■ **Records for this exercise**

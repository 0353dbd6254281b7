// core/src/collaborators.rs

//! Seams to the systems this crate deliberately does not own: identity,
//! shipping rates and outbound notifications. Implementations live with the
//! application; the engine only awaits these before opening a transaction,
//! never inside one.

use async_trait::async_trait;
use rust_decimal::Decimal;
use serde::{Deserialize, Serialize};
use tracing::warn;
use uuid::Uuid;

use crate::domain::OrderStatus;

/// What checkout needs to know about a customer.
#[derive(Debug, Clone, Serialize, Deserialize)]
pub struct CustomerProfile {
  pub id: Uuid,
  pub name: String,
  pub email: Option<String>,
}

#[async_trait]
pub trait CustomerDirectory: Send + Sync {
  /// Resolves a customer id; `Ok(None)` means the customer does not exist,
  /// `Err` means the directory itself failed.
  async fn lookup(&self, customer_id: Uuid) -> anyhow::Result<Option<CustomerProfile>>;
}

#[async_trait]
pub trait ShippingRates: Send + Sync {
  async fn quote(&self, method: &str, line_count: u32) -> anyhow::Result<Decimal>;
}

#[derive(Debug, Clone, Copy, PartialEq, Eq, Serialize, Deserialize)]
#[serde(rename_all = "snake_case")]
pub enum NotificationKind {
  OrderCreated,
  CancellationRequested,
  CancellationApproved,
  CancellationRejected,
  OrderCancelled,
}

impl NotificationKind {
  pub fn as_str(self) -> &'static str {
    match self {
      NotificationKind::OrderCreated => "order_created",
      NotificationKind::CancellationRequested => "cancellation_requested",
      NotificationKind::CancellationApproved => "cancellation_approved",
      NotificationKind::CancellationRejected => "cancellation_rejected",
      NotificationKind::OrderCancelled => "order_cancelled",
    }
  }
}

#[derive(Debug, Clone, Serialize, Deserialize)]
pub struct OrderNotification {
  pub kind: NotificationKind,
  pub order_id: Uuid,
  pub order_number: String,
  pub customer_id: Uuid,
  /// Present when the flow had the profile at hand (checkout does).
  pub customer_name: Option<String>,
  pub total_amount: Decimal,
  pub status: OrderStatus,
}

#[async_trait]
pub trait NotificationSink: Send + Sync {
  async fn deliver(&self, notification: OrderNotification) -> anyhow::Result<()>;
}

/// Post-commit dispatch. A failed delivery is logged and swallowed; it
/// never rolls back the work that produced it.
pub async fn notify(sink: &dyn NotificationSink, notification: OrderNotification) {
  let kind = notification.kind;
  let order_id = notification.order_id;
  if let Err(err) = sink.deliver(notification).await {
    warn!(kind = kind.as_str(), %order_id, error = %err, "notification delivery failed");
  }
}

...

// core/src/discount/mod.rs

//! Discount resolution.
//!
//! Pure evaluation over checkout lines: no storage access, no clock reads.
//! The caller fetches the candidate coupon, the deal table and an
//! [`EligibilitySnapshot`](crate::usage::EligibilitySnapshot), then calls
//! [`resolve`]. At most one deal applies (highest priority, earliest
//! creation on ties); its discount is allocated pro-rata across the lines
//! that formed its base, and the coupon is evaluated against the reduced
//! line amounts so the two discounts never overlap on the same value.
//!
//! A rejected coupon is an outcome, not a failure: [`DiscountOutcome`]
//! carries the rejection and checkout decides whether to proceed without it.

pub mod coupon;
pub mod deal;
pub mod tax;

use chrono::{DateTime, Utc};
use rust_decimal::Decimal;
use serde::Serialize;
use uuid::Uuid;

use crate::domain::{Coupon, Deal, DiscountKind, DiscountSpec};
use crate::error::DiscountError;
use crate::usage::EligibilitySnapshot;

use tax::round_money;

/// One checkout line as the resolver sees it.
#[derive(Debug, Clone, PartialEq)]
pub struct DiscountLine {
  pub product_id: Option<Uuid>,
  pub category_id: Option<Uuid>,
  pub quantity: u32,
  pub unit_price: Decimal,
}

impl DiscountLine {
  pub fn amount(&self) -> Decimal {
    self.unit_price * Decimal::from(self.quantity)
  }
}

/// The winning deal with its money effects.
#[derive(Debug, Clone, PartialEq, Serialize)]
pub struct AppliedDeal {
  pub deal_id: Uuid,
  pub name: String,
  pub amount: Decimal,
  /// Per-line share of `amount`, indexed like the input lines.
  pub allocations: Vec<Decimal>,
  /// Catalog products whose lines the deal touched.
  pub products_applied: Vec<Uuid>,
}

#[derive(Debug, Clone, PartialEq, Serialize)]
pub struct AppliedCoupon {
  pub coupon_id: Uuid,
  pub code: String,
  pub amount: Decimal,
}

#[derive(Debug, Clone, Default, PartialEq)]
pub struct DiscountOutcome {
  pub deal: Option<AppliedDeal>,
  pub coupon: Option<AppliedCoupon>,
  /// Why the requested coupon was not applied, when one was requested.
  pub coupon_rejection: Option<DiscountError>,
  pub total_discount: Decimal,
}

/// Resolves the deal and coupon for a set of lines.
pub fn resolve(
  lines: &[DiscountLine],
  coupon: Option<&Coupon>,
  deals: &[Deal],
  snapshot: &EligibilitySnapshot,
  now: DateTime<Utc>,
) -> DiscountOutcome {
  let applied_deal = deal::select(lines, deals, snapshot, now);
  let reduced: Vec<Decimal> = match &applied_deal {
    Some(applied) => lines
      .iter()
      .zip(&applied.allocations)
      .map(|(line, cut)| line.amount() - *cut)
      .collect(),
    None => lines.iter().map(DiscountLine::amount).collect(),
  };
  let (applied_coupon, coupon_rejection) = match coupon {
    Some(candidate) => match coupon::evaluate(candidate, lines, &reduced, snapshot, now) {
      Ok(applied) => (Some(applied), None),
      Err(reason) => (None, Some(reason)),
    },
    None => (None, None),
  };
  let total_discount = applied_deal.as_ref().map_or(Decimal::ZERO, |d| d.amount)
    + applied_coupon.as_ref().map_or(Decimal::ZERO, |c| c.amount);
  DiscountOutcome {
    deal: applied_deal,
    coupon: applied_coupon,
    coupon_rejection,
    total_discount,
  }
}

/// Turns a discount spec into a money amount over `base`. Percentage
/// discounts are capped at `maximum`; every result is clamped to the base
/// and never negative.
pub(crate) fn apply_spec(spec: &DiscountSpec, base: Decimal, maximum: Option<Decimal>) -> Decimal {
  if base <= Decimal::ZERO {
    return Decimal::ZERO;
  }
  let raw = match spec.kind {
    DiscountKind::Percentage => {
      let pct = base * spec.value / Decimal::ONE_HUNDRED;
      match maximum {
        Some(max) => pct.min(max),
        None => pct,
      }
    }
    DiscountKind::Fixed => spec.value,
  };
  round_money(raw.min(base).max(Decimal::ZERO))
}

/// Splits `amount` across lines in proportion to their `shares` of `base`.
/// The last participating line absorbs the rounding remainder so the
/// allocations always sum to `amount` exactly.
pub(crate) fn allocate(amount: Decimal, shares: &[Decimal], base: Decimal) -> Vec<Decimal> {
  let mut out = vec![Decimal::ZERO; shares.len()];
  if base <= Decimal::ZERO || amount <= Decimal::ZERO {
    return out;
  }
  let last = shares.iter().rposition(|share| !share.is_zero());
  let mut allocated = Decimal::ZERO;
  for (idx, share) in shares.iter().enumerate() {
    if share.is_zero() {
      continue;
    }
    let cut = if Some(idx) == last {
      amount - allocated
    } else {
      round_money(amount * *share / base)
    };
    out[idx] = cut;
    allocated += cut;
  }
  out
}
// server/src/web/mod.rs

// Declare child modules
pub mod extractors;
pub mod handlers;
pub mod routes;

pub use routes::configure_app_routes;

---

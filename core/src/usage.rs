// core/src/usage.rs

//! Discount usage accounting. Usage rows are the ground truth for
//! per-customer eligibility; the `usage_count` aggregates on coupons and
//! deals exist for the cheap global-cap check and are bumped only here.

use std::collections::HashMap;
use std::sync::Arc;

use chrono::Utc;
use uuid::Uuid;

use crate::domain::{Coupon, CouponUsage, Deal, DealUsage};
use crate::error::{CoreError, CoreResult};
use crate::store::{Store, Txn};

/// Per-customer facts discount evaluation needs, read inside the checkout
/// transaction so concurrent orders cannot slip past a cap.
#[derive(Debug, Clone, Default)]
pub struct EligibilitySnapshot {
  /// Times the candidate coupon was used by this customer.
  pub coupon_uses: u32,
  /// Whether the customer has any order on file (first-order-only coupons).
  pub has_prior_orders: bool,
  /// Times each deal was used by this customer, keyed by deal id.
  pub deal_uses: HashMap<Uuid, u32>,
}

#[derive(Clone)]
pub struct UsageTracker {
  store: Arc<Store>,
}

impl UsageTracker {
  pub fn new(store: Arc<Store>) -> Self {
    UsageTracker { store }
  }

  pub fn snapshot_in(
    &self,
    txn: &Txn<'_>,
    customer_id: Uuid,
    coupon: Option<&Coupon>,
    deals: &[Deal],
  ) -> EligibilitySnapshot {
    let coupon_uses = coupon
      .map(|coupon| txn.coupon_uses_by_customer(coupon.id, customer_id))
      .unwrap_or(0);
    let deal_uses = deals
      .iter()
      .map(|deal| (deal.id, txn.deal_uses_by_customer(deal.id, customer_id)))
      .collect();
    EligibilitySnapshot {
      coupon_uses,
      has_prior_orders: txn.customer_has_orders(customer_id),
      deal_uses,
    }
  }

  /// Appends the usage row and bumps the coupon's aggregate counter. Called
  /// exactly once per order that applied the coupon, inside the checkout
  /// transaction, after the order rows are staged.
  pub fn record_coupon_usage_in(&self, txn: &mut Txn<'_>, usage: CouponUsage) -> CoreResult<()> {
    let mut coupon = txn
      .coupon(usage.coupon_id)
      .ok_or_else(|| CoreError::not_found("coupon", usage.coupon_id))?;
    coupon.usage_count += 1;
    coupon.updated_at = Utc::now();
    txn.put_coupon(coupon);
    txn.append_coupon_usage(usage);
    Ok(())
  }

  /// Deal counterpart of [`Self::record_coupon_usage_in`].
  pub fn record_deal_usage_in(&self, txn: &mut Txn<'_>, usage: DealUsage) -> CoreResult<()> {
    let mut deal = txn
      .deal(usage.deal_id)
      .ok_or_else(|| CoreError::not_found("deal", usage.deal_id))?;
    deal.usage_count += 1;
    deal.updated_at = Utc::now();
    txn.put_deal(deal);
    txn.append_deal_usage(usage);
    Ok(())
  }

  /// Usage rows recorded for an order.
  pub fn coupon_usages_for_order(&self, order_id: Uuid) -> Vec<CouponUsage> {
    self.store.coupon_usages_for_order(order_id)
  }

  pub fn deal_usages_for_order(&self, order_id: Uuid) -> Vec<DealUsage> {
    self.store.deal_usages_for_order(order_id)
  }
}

■ **Goal of the exercise**
Copy out only the lines of the records above from the one with "repository 0353dbd6254281b7" through the one with "pub trait NotificationSink: Send", exactly as they stand, both included.

■ **Answer below**
repository 0353dbd6254281b7
// core/src/collaborators.rs

//! Seams to the systems this crate deliberately does not own: identity,
//! shipping rates and outbound notifications. Implementations live with the
//! application; the engine only awaits these before opening a transaction,
//! never inside one.

use async_trait::async_trait;
use rust_decimal::Decimal;
use serde::{Deserialize, Serialize};
use tracing::warn;
use uuid::Uuid;

use crate::domain::OrderStatus;

/// What checkout needs to know about a customer.
#[derive(Debug, Clone, Serialize, Deserialize)]
pub struct CustomerProfile {
  pub id: Uuid,
  pub name: String,
  pub email: Option<String>,
}

#[async_trait]
pub trait CustomerDirectory: Send + Sync {
  /// Resolves a customer id; `Ok(None)` means the customer does not exist,
  /// `Err` means the directory itself failed.
  async fn lookup(&self, customer_id: Uuid) -> anyhow::Result<Option<CustomerProfile>>;
}

#[async_trait]
pub trait ShippingRates: Send + Sync {
  async fn quote(&self, method: &str, line_count: u32) -> anyhow::Result<Decimal>;
}

#[derive(Debug, Clone, Copy, PartialEq, Eq, Serialize, Deserialize)]
#[serde(rename_all = "snake_case")]
pub enum NotificationKind {
  OrderCreated,
  CancellationRequested,
  CancellationApproved,
  CancellationRejected,
  OrderCancelled,
}

impl NotificationKind {
  pub fn as_str(self) -> &'static str {
    match self {
      NotificationKind::OrderCreated => "order_created",
      NotificationKind::CancellationRequested => "cancellation_requested",
      NotificationKind::CancellationApproved => "cancellation_approved",
      NotificationKind::CancellationRejected => "cancellation_rejected",
      NotificationKind::OrderCancelled => "order_cancelled",
    }
  }
}

#[derive(Debug, Clone, Serialize, Deserialize)]
pub struct OrderNotification {
  pub kind: NotificationKind,
  pub order_id: Uuid,
  pub order_number: String,
  pub customer_id: Uuid,
  /// Present when the flow had the profile at hand (checkout does).
  pub customer_name: Option<String>,
  pub total_amount: Decimal,
  pub status: OrderStatus,
}

#[async_trait]
pub trait NotificationSink: Send + Sync {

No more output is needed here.